Instructions to follow =>
Each line of the data that includes "ServerState" must be copied.
[[ Provided entries, beginning ]]
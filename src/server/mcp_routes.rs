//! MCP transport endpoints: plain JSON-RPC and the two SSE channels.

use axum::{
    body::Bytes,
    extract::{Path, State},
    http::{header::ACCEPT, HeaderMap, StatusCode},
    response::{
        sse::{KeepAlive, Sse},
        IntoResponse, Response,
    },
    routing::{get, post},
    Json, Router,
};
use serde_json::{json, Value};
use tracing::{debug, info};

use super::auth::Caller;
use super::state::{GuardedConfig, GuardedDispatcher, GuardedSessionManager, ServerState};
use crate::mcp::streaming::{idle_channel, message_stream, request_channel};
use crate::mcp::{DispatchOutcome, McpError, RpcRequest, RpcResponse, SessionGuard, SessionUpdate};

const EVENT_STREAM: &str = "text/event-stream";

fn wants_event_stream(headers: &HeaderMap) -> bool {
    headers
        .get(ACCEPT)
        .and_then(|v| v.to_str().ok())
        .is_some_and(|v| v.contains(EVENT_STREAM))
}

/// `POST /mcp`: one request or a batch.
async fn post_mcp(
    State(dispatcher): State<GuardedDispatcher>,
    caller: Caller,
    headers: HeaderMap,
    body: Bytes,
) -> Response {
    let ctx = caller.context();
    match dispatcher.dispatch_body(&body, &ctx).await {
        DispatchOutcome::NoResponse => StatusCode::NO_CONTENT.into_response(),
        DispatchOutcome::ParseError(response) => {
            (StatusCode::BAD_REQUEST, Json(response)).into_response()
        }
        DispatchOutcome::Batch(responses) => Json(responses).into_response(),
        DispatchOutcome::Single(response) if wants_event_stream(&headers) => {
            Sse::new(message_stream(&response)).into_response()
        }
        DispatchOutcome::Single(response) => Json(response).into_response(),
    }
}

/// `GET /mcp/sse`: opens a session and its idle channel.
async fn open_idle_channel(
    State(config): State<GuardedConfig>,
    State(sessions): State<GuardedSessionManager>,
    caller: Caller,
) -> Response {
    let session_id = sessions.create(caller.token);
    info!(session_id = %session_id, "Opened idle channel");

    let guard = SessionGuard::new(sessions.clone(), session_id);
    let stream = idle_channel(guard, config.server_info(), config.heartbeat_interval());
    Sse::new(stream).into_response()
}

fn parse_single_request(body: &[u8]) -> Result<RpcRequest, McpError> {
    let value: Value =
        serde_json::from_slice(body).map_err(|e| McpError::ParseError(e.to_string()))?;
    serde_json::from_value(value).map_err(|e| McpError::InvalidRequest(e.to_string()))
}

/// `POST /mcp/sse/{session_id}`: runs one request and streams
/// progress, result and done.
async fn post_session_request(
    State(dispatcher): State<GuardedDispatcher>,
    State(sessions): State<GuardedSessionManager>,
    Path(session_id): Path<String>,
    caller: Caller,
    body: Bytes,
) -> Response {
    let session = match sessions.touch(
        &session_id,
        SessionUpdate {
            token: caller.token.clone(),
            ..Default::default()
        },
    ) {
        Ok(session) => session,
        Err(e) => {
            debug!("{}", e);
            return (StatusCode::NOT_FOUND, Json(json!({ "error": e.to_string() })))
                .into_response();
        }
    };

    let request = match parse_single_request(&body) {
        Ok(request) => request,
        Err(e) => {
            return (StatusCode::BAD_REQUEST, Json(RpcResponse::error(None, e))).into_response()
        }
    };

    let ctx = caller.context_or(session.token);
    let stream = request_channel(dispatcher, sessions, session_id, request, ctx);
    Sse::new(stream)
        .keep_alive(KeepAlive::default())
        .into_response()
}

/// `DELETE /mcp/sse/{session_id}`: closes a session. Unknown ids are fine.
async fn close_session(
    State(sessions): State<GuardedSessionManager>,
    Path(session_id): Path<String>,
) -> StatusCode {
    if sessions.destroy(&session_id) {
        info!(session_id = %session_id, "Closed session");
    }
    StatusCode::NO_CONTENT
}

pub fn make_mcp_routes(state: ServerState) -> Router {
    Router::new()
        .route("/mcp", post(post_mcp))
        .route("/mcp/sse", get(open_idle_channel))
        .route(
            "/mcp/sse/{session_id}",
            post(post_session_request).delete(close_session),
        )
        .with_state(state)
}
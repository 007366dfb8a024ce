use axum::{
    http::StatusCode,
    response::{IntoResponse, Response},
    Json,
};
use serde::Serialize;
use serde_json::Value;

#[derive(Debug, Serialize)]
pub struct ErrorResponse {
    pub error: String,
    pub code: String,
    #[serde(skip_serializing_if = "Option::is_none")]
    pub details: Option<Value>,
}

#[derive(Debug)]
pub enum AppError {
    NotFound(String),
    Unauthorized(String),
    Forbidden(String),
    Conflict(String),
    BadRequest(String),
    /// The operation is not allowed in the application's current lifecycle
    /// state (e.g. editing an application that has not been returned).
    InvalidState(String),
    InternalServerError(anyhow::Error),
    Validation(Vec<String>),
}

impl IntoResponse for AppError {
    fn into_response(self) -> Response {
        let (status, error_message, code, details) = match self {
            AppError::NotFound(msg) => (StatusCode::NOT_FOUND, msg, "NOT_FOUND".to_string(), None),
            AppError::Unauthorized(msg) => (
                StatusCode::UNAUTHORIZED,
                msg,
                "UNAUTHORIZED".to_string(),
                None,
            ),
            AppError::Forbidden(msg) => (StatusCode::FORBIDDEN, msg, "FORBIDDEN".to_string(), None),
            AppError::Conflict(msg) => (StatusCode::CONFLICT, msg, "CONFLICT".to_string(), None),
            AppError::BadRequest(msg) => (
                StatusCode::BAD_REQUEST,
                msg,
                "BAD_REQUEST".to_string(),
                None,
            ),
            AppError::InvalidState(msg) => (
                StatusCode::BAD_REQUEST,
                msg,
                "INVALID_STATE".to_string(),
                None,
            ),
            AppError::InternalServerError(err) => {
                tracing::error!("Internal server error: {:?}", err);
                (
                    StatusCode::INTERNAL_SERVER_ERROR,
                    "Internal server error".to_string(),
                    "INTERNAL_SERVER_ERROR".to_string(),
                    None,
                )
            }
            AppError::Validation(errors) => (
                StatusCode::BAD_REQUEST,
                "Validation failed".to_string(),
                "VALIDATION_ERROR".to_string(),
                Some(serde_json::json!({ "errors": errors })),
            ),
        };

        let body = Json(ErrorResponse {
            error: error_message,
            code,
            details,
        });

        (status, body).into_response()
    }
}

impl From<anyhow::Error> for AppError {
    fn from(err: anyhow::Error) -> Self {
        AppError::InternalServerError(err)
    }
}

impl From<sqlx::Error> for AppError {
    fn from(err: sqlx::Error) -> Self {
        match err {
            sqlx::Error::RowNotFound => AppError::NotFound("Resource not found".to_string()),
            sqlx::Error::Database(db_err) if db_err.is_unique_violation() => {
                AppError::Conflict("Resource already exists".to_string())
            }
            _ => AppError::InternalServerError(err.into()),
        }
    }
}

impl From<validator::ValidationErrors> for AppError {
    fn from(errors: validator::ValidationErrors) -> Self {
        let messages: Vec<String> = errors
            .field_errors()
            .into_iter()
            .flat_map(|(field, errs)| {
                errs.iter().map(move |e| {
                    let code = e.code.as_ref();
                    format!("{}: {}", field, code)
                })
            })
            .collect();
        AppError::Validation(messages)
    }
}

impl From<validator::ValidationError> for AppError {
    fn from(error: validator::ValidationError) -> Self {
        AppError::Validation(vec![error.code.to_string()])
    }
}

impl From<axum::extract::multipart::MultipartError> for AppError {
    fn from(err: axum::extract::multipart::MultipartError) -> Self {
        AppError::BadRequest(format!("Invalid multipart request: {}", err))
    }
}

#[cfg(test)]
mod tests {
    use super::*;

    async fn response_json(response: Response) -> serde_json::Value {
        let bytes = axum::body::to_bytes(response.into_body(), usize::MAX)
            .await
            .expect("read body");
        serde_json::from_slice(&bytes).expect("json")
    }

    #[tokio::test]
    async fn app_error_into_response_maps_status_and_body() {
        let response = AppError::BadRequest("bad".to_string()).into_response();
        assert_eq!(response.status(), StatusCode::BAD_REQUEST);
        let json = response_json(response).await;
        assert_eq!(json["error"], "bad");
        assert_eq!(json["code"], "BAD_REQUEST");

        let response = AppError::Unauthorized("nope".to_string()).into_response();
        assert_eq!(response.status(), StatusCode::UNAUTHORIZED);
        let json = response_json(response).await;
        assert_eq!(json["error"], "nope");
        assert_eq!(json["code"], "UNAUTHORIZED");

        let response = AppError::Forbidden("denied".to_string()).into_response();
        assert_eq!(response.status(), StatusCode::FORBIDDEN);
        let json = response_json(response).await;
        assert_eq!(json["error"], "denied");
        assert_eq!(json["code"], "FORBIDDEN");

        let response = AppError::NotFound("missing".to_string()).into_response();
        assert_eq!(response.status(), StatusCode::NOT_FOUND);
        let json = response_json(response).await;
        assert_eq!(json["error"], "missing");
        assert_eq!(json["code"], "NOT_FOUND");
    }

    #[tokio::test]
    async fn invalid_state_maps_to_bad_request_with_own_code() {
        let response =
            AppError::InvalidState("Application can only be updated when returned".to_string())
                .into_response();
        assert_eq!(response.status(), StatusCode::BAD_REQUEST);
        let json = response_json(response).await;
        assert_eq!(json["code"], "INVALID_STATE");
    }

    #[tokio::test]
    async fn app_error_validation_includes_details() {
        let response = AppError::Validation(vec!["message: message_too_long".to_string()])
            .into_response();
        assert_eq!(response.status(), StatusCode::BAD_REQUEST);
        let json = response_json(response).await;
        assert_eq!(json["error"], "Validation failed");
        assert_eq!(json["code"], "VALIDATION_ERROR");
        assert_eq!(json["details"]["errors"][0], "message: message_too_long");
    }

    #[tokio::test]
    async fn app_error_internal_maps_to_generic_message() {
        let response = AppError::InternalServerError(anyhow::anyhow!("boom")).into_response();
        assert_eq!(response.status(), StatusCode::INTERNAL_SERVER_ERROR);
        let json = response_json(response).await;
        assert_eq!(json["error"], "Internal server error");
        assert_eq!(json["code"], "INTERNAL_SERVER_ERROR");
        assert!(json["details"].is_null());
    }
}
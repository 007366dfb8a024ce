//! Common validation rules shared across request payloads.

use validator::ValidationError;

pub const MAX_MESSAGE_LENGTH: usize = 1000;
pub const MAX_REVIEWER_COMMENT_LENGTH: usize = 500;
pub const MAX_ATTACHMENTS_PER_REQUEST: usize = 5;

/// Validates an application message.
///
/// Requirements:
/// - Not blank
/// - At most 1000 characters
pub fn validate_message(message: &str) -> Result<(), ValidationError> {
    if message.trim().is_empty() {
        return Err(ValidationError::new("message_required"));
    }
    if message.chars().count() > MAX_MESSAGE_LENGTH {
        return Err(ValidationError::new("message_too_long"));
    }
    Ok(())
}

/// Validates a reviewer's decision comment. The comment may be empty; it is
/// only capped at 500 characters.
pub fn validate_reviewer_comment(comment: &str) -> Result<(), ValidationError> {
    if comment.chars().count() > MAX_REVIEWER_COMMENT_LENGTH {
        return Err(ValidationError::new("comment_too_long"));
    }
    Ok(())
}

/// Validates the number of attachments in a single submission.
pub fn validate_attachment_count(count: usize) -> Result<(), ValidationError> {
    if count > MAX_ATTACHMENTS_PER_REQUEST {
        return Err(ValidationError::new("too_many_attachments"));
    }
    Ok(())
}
[[ Provided entries, end ]]
[[ Provided entries, beginning ]]
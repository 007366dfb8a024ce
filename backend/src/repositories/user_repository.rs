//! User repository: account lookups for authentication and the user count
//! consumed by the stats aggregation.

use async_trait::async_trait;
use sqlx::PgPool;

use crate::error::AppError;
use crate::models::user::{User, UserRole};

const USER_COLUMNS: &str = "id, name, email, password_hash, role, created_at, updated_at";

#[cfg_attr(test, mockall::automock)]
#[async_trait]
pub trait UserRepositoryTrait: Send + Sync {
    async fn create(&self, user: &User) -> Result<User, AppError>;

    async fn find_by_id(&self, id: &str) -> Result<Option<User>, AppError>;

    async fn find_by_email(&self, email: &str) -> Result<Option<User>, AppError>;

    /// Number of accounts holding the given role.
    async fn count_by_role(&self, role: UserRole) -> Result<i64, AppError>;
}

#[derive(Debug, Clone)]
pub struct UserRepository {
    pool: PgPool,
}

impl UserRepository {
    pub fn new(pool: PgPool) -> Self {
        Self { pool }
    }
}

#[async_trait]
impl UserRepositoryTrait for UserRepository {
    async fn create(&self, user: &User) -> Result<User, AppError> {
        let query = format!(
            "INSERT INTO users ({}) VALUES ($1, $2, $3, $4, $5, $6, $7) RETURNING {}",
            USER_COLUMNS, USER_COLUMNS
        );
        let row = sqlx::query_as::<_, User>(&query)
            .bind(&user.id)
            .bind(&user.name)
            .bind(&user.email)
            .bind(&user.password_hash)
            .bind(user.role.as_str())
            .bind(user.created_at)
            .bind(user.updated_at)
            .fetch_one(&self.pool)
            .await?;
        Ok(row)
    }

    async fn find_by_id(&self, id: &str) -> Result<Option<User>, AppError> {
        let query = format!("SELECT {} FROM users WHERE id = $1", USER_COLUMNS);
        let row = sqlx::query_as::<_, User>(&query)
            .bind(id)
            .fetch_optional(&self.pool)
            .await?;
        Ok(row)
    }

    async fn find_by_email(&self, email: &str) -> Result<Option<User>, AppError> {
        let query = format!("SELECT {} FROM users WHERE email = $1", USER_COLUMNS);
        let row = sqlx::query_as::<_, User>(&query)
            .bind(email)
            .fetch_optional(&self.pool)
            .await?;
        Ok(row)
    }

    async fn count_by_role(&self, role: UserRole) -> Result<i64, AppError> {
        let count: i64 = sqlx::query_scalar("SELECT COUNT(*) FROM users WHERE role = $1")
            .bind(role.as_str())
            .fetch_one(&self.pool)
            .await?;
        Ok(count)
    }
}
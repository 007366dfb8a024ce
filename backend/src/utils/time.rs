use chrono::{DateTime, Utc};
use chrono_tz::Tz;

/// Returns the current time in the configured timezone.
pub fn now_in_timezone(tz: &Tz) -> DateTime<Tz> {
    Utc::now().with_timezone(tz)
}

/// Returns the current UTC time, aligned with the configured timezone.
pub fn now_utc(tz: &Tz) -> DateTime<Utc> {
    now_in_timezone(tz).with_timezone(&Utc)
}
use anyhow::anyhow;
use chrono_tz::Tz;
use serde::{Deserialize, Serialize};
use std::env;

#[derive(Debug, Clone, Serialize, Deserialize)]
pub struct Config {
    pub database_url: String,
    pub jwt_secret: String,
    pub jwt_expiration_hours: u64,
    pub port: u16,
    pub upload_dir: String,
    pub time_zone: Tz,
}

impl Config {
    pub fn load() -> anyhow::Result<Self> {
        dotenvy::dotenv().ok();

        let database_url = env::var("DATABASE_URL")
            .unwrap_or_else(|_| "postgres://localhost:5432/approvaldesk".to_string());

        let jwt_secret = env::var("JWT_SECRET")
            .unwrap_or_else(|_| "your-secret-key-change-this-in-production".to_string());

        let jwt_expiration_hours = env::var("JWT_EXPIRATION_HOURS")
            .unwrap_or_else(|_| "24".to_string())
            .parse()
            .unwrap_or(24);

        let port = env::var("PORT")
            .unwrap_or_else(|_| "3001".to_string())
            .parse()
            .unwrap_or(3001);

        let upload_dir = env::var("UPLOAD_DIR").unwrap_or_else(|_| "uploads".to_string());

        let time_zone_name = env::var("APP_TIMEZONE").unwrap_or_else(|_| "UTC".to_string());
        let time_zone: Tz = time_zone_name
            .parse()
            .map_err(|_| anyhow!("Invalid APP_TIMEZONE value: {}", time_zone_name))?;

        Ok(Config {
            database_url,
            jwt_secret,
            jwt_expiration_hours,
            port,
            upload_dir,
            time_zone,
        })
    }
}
[[ Provided entries, end ]]
[[ Provided entries, beginning ]]
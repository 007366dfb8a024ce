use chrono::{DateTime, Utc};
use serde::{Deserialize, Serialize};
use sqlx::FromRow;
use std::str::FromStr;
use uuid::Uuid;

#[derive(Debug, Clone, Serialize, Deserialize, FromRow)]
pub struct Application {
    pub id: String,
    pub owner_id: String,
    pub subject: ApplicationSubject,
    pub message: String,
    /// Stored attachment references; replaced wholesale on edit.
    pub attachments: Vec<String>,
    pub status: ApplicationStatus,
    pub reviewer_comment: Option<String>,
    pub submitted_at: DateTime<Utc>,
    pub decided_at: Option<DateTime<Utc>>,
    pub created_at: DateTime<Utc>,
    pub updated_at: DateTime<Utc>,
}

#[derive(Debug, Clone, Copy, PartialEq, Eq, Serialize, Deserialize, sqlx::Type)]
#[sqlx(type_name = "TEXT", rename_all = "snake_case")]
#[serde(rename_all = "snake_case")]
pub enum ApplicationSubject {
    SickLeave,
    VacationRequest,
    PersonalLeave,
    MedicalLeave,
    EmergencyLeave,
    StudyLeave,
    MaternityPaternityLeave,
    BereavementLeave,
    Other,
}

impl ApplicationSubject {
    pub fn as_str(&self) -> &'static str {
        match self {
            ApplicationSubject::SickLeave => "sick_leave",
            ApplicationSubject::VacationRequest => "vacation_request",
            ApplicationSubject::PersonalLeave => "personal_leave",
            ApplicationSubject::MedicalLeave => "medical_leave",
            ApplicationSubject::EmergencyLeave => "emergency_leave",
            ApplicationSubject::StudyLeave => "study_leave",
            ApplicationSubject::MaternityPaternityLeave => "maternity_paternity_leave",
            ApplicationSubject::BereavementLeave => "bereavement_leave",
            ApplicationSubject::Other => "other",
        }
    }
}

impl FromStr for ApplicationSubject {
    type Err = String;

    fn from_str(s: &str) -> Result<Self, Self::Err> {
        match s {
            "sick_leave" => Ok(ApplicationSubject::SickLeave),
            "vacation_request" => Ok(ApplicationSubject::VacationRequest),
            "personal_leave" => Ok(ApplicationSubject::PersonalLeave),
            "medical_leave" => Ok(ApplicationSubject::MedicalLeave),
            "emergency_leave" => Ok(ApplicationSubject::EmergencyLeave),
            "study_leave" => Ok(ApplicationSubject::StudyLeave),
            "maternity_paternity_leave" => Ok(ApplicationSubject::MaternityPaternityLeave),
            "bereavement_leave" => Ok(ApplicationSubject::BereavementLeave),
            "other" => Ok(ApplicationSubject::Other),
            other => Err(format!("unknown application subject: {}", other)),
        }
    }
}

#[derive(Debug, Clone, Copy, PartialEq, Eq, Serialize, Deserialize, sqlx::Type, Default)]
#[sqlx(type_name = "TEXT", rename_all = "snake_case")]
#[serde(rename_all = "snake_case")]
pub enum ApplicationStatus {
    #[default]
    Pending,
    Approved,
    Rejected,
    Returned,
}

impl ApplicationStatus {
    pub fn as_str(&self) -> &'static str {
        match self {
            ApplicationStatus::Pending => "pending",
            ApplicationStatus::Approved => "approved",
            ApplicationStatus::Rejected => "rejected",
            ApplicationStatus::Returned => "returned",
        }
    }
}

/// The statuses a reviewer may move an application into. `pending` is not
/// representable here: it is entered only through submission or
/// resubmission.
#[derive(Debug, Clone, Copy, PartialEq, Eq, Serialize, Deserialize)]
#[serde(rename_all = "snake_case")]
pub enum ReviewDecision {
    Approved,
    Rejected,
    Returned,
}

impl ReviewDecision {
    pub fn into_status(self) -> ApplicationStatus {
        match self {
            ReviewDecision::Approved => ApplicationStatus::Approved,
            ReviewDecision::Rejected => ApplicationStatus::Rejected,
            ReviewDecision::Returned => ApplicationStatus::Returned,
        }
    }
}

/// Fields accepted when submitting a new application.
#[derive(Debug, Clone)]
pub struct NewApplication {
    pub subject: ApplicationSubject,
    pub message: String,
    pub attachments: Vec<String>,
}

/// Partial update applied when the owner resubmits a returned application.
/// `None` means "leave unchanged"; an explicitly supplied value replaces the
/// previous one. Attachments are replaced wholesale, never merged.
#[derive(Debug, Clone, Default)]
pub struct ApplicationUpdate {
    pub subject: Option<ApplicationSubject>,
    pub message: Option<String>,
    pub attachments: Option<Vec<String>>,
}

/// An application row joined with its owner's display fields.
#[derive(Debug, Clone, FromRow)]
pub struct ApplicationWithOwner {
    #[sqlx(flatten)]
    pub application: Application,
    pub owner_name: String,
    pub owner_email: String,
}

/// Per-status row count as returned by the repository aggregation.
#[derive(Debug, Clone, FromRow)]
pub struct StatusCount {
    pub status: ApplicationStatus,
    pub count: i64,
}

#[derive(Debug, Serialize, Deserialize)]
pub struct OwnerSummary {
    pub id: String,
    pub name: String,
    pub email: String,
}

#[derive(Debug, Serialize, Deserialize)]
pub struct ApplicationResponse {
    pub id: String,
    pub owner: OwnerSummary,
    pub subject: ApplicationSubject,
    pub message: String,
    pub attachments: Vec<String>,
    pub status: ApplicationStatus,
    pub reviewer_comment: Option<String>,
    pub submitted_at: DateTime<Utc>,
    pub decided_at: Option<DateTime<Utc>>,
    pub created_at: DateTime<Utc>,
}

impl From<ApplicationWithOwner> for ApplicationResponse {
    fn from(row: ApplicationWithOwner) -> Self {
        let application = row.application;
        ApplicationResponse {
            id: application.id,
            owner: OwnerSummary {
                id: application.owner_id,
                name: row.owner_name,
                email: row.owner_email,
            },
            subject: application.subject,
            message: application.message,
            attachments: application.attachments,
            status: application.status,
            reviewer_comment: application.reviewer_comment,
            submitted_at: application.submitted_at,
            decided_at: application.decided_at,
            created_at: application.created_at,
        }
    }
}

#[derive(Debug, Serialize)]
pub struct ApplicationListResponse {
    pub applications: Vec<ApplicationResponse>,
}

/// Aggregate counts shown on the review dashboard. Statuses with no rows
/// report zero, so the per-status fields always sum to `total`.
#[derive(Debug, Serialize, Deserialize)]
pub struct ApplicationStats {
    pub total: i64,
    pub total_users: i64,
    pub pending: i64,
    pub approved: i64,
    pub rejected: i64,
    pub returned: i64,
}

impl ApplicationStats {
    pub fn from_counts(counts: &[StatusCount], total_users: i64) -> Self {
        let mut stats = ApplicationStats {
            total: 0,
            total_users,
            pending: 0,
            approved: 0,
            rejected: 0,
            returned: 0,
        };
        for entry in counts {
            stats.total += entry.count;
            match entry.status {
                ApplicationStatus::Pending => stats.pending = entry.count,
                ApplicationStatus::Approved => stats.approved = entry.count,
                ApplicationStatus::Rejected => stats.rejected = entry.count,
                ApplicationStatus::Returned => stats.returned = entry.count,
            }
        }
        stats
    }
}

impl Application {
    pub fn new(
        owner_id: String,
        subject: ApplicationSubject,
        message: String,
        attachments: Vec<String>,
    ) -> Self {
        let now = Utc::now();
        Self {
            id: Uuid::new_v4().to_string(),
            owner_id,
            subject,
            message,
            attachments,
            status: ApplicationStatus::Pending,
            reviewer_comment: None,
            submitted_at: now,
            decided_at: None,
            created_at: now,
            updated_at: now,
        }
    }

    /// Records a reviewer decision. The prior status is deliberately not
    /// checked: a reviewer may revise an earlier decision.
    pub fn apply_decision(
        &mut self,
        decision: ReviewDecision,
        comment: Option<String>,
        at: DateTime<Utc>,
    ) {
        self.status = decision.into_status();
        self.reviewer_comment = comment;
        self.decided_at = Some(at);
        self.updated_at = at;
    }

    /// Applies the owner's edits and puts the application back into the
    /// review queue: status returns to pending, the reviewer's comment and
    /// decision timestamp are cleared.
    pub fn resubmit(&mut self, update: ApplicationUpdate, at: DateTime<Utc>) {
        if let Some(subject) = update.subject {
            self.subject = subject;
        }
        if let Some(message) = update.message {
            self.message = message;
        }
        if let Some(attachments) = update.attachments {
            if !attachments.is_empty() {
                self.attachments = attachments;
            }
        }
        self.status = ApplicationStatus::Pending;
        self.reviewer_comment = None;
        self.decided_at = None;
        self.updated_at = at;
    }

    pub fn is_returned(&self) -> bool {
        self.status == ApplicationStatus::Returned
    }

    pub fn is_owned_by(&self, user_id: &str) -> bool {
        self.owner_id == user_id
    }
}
[[ Provided entries, end ]]
Your response =>
use super::state::{GuardedConfig, GuardedDispatcher, GuardedSessionManager, ServerState};
pub fn make_mcp_routes(state: ServerState) -> Router {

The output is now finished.